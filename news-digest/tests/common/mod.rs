#![allow(dead_code)]

use async_trait::async_trait;
use axum::Router;
use news_digest::extractor::{ContentExtractor, ExtractorConfig};
use news_digest::summarizer::{Summarizer, SummarizerConfig};
use news_digest::{FetchConfig, Fetcher};
use std::sync::Once;
use std::time::Duration;

static INIT: Once = Once::new();

pub fn init_tracing() {
    INIT.call_once(|| {
        tracing_subscriber::fmt()
            .with_max_level(tracing::Level::DEBUG)
            .with_test_writer()
            .try_init()
            .ok();
    });
}

/// Bind a local server and build its router once the base URL is known.
pub async fn spawn_app<F>(build: F) -> String
where
    F: FnOnce(String) -> Router,
{
    let listener = tokio::net::TcpListener::bind("127.0.0.1:0")
        .await
        .expect("bind test listener");
    let base = format!("http://{}", listener.local_addr().expect("local addr"));
    let app = build(base.clone());

    tokio::spawn(async move {
        axum::serve(listener, app).await.expect("test server");
    });

    base
}

pub fn test_fetch_config() -> FetchConfig {
    FetchConfig {
        timeout: Duration::from_millis(500),
        retry_delay: Duration::from_millis(10),
        ..FetchConfig::default()
    }
}

pub fn test_fetcher(config: FetchConfig) -> Fetcher {
    let extractor = ContentExtractor::new(&ExtractorConfig::default()).expect("default selectors compile");
    Fetcher::new(config, extractor).expect("fetcher builds")
}

pub fn test_summarizer_config(endpoint: &str, api_key: Option<&str>) -> SummarizerConfig {
    SummarizerConfig {
        api_key: api_key.map(str::to_string),
        endpoint: endpoint.to_string(),
        timeout: Duration::from_millis(500),
        base_delay: Duration::from_millis(10),
        ..SummarizerConfig::default()
    }
}

/// A paragraph comfortably above the 100-character acceptance threshold.
pub fn article_body(n: usize) -> String {
    format!(
        "Article number {n} reports that the city fire department completed a full inspection of \
         the new metro depot. Officials said the LNG terminal expansion remains on schedule for next year."
    )
}

pub fn article_page(n: usize) -> String {
    format!(
        "<html><head><title>Article {n}</title><script>var tracking = 'SECRET_SCRIPT';</script></head>\
         <body><nav>Home | World | NAV_LINK_TEXT</nav>\
         <article><h1>Headline {n}</h1><p>{}</p></article>\
         <footer>Copyright FOOTER_TEXT</footer></body></html>",
        article_body(n)
    )
}

pub struct RssItem {
    pub title: String,
    pub link: Option<String>,
    pub description: String,
}

pub fn rss_document(items: &[RssItem]) -> String {
    let mut xml = String::from(
        "<?xml version=\"1.0\" encoding=\"UTF-8\"?>\n<rss version=\"2.0\"><channel>\
         <title>Test feed</title><link>http://example.com/</link><description>Test</description>",
    );
    for item in items {
        xml.push_str("<item>");
        xml.push_str(&format!("<title>{}</title>", item.title));
        if let Some(link) = &item.link {
            xml.push_str(&format!("<link>{}</link>", link));
        }
        xml.push_str(&format!("<description><![CDATA[{}]]></description>", item.description));
        xml.push_str("<pubDate>Mon, 19 Oct 2026 08:00:00 +0700</pubDate>");
        xml.push_str("</item>");
    }
    xml.push_str("</channel></rss>");
    xml
}

/// Summarizer that answers without any network call.
pub struct EchoSummarizer;

#[async_trait]
impl Summarizer for EchoSummarizer {
    fn adapter_name(&self) -> String {
        "Echo".to_string()
    }

    async fn summarize(&self, text: &str, title: &str) -> String {
        format!("{}: {} characters", title, text.chars().count())
    }
}
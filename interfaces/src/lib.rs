pub mod defs;

pub use defs::{ArticleResult, CollectionReport, ReportSink, TopicArticles, TopicResults, WARNING_MARKER};
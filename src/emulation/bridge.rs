//! Natives connecting interpreted code to the dispatch engine.
//!
//! A patched method reaches the dispatch engine through the three natives of an
//! [`InterceptionPoint`] and through event constructors called with `newobj`:
//!
//! ```text
//! newobj   ReservedSlotCheck::.ctor   -> EmValue::Event
//! call     Dispatch(event, kind)      -> Dispatcher::dispatch_dyn
//! call     IsAllowed(event)           -> int32 0 / 1
//! call     GetParameter(event, name)  -> parameter value
//! ```

use std::sync::Arc;

use crate::{
    assembly::MethodRef,
    emulation::{
        natives::NativeMethods,
        value::{EmValue, EventRef},
    },
    events::{Dispatcher, EventKind, EventState},
    patch::{lock, InterceptionPoint},
    Error, Result,
};

/// Argument `index` of a native call.
///
/// # Errors
/// Returns [`Error::Execution`] if the argument is missing.
pub fn arg(args: &[EmValue], index: usize) -> Result<&EmValue> {
    args.get(index)
        .ok_or_else(|| Error::Execution(format!("missing argument {index}")))
}

fn event_arg(args: &[EmValue], index: usize) -> Result<&EventRef> {
    let value = arg(args, index)?;
    value.as_event().ok_or_else(|| {
        Error::Execution(format!(
            "argument {index} is {}, expected an event",
            value.type_name()
        ))
    })
}

fn str_arg(args: &[EmValue], index: usize) -> Result<&str> {
    let value = arg(args, index)?;
    value.as_str().ok_or_else(|| {
        Error::Execution(format!(
            "argument {index} is {}, expected a string",
            value.type_name()
        ))
    })
}

/// Registers the interception-point natives and event constructors.
#[derive(Debug, Clone)]
pub struct EventBridge {
    dispatcher: Dispatcher,
    point: InterceptionPoint,
}

impl EventBridge {
    /// Creates a bridge dispatching through `dispatcher`.
    #[must_use]
    pub fn new(dispatcher: Dispatcher, point: InterceptionPoint) -> Self {
        Self { dispatcher, point }
    }

    /// The natives this bridge implements.
    #[must_use]
    pub fn point(&self) -> &InterceptionPoint {
        &self.point
    }

    /// Registers `Dispatch`, `IsAllowed` and `GetParameter` in `natives`.
    pub fn install(&self, natives: &NativeMethods) {
        let dispatcher = self.dispatcher.clone();
        natives.register(self.point.dispatch.token, move |_, args| {
            let event = event_arg(args, 0)?;
            let kind = EventKind::new(str_arg(args, 1)?);
            let mut state = lock(event)?;
            let outcome = dispatcher.dispatch_dyn(&kind, &mut **state);
            tracing::debug!(
                kind = %kind,
                invoked = outcome.invoked,
                faults = outcome.faults.len(),
                "dispatched from interpreted code"
            );
            Ok(EmValue::Null)
        });

        natives.register(self.point.is_allowed.token, |_, args| {
            let state = lock(event_arg(args, 0)?)?;
            let state: &dyn EventState = &**state;
            // payloads without a decision never block the call site
            Ok(EmValue::bool(state.is_allowed().unwrap_or(true)))
        });

        natives.register(self.point.get_parameter.token, |_, args| {
            let name = str_arg(args, 1)?;
            let state = lock(event_arg(args, 0)?)?;
            let state: &dyn EventState = &**state;
            state
                .parameter(name)
                .map(EmValue::from_param)
                .ok_or_else(|| {
                    Error::Execution(format!("{} has no parameter '{name}'", state.type_name()))
                })
        });

        tracing::debug!(
            dispatch = %self.point.dispatch.token,
            is_allowed = %self.point.is_allowed.token,
            get_parameter = %self.point.get_parameter.token,
            "interception point installed"
        );
    }

    /// Registers `factory` as the constructor `ctor`; `newobj ctor` then creates an event.
    pub fn register_event<E, F>(&self, natives: &NativeMethods, ctor: &MethodRef, factory: F)
    where
        E: EventState,
        F: Fn(&[EmValue]) -> Result<E> + Send + Sync + 'static,
    {
        let factory = Arc::new(factory);
        natives.register(ctor.token, move |_, args| Ok(EmValue::event(factory(args)?)));
    }

    /// Removes the interception-point natives from `natives`.
    pub fn uninstall(&self, natives: &NativeMethods) {
        natives.unregister(self.point.dispatch.token);
        natives.unregister(self.point.is_allowed.token);
        natives.unregister(self.point.get_parameter.token);
    }
}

■ **REQUIREMENT**: A full, exact copy of the entries is required. Return it.

■ **RESULT OF THIS TASK**:
filename news-digest/tests/common/mod.rs
#![allow(dead_code)]

use async_trait::async_trait;
use axum::Router;
use news_digest::extractor::{ContentExtractor, ExtractorConfig};
use news_digest::summarizer::{Summarizer, SummarizerConfig};
use news_digest::{FetchConfig, Fetcher};
use std::sync::Once;
use std::time::Duration;

static INIT: Once = Once::new();

pub fn init_tracing() {
    INIT.call_once(|| {
        tracing_subscriber::fmt()
            .with_max_level(tracing::Level::DEBUG)
            .with_test_writer()
            .try_init()
            .ok();
    });
}

/// Bind a local server and build its router once the base URL is known.
pub async fn spawn_app<F>(build: F) -> String
where
    F: FnOnce(String) -> Router,
{
    let listener = tokio::net::TcpListener::bind("127.0.0.1:0")
        .await
        .expect("bind test listener");
    let base = format!("http://{}", listener.local_addr().expect("local addr"));
    let app = build(base.clone());

    tokio::spawn(async move {
        axum::serve(listener, app).await.expect("test server");
    });

    base
}

pub fn test_fetch_config() -> FetchConfig {
    FetchConfig {
        timeout: Duration::from_millis(500),
        retry_delay: Duration::from_millis(10),
        ..FetchConfig::default()
    }
}

pub fn test_fetcher(config: FetchConfig) -> Fetcher {
    let extractor = ContentExtractor::new(&ExtractorConfig::default()).expect("default selectors compile");
    Fetcher::new(config, extractor).expect("fetcher builds")
}

pub fn test_summarizer_config(endpoint: &str, api_key: Option<&str>) -> SummarizerConfig {
    SummarizerConfig {
        api_key: api_key.map(str::to_string),
        endpoint: endpoint.to_string(),
        timeout: Duration::from_millis(500),
        base_delay: Duration::from_millis(10),
        ..SummarizerConfig::default()
    }
}

/// A paragraph comfortably above the 100-character acceptance threshold.
pub fn article_body(n: usize) -> String {
    format!(
        "Article number {n} reports that the city fire department completed a full inspection of \
         the new metro depot. Officials said the LNG terminal expansion remains on schedule for next year."
    )
}

pub fn article_page(n: usize) -> String {
    format!(
        "<html><head><title>Article {n}</title><script>var tracking = 'SECRET_SCRIPT';</script></head>\
         <body><nav>Home | World | NAV_LINK_TEXT</nav>\
         <article><h1>Headline {n}</h1><p>{}</p></article>\
         <footer>Copyright FOOTER_TEXT</footer></body></html>",
        article_body(n)
    )
}

pub struct RssItem {
    pub title: String,
    pub link: Option<String>,
    pub description: String,
}

pub fn rss_document(items: &[RssItem]) -> String {
    let mut xml = String::from(
        "<?xml version=\"1.0\" encoding=\"UTF-8\"?>\n<rss version=\"2.0\"><channel>\
         <title>Test feed</title><link>http://example.com/</link><description>Test</description>",
    );
    for item in items {
        xml.push_str("<item>");
        xml.push_str(&format!("<title>{}</title>", item.title));
        if let Some(link) = &item.link {
            xml.push_str(&format!("<link>{}</link>", link));
        }
        xml.push_str(&format!("<description><![CDATA[{}]]></description>", item.description));
        xml.push_str("<pubDate>Mon, 19 Oct 2026 08:00:00 +0700</pubDate>");
        xml.push_str("</item>");
    }
    xml.push_str("</channel></rss>");
    xml
}

/// Summarizer that answers without any network call.
pub struct EchoSummarizer;

#[async_trait]
impl Summarizer for EchoSummarizer {
    fn adapter_name(&self) -> String {
        "Echo".to_string()
    }

    async fn summarize(&self, text: &str, title: &str) -> String {
        format!("{}: {} characters", title, text.chars().count())
    }
}
filename interfaces/src/lib.rs
pub mod defs;

pub use defs::{ArticleResult, CollectionReport, ReportSink, TopicArticles, TopicResults, WARNING_MARKER};
filename src/emulation/bridge.rs
//! Natives connecting interpreted code to the dispatch engine.
//!
//! A patched method reaches the dispatch engine through the three natives of an
//! [`InterceptionPoint`] and through event constructors called with `newobj`:
//!
//! ```text
//! newobj   ReservedSlotCheck::.ctor   -> EmValue::Event
//! call     Dispatch(event, kind)      -> Dispatcher::dispatch_dyn
//! call     IsAllowed(event)           -> int32 0 / 1
//! call     GetParameter(event, name)  -> parameter value
//! ```

use std::sync::Arc;

use crate::{
    assembly::MethodRef,
    emulation::{
        natives::NativeMethods,
        value::{EmValue, EventRef},
    },
    events::{Dispatcher, EventKind, EventState},
    patch::{lock, InterceptionPoint},
    Error, Result,
};

/// Argument `index` of a native call.
///
/// # Errors
/// Returns [`Error::Execution`] if the argument is missing.
pub fn arg(args: &[EmValue], index: usize) -> Result<&EmValue> {
    args.get(index)
        .ok_or_else(|| Error::Execution(format!("missing argument {index}")))
}

fn event_arg(args: &[EmValue], index: usize) -> Result<&EventRef> {
    let value = arg(args, index)?;
    value.as_event().ok_or_else(|| {
        Error::Execution(format!(
            "argument {index} is {}, expected an event",
            value.type_name()
        ))
    })
}

fn str_arg(args: &[EmValue], index: usize) -> Result<&str> {
    let value = arg(args, index)?;
    value.as_str().ok_or_else(|| {
        Error::Execution(format!(
            "argument {index} is {}, expected a string",
            value.type_name()
        ))
    })
}

/// Registers the interception-point natives and event constructors.
#[derive(Debug, Clone)]
pub struct EventBridge {
    dispatcher: Dispatcher,
    point: InterceptionPoint,
}

impl EventBridge {
    /// Creates a bridge dispatching through `dispatcher`.
    #[must_use]
    pub fn new(dispatcher: Dispatcher, point: InterceptionPoint) -> Self {
        Self { dispatcher, point }
    }

    /// The natives this bridge implements.
    #[must_use]
    pub fn point(&self) -> &InterceptionPoint {
        &self.point
    }

    /// Registers `Dispatch`, `IsAllowed` and `GetParameter` in `natives`.
    pub fn install(&self, natives: &NativeMethods) {
        let dispatcher = self.dispatcher.clone();
        natives.register(self.point.dispatch.token, move |_, args| {
            let event = event_arg(args, 0)?;
            let kind = EventKind::new(str_arg(args, 1)?);
            let mut state = lock(event)?;
            let outcome = dispatcher.dispatch_dyn(&kind, &mut **state);
            tracing::debug!(
                kind = %kind,
                invoked = outcome.invoked,
                faults = outcome.faults.len(),
                "dispatched from interpreted code"
            );
            Ok(EmValue::Null)
        });

        natives.register(self.point.is_allowed.token, |_, args| {
            let state = lock(event_arg(args, 0)?)?;
            let state: &dyn EventState = &**state;
            // payloads without a decision never block the call site
            Ok(EmValue::bool(state.is_allowed().unwrap_or(true)))
        });

        natives.register(self.point.get_parameter.token, |_, args| {
            let name = str_arg(args, 1)?;
            let state = lock(event_arg(args, 0)?)?;
            let state: &dyn EventState = &**state;
            state
                .parameter(name)
                .map(EmValue::from_param)
                .ok_or_else(|| {
                    Error::Execution(format!("{} has no parameter '{name}'", state.type_name()))
                })
        });

        tracing::debug!(
            dispatch = %self.point.dispatch.token,
            is_allowed = %self.point.is_allowed.token,
            get_parameter = %self.point.get_parameter.token,
            "interception point installed"
        );
    }

    /// Registers `factory` as the constructor `ctor`; `newobj ctor` then creates an event.
    pub fn register_event<E, F>(&self, natives: &NativeMethods, ctor: &MethodRef, factory: F)
    where
        E: EventState,
        F: Fn(&[EmValue]) -> Result<E> + Send + Sync + 'static,
    {
        let factory = Arc::new(factory);
        natives.register(ctor.token, move |_, args| Ok(EmValue::event(factory(args)?)));
    }

    /// Removes the interception-point natives from `natives`.
    pub fn uninstall(&self, natives: &NativeMethods) {
        natives.unregister(self.point.dispatch.token);
        natives.unregister(self.point.is_allowed.token);
        natives.unregister(self.point.get_parameter.token);
    }
}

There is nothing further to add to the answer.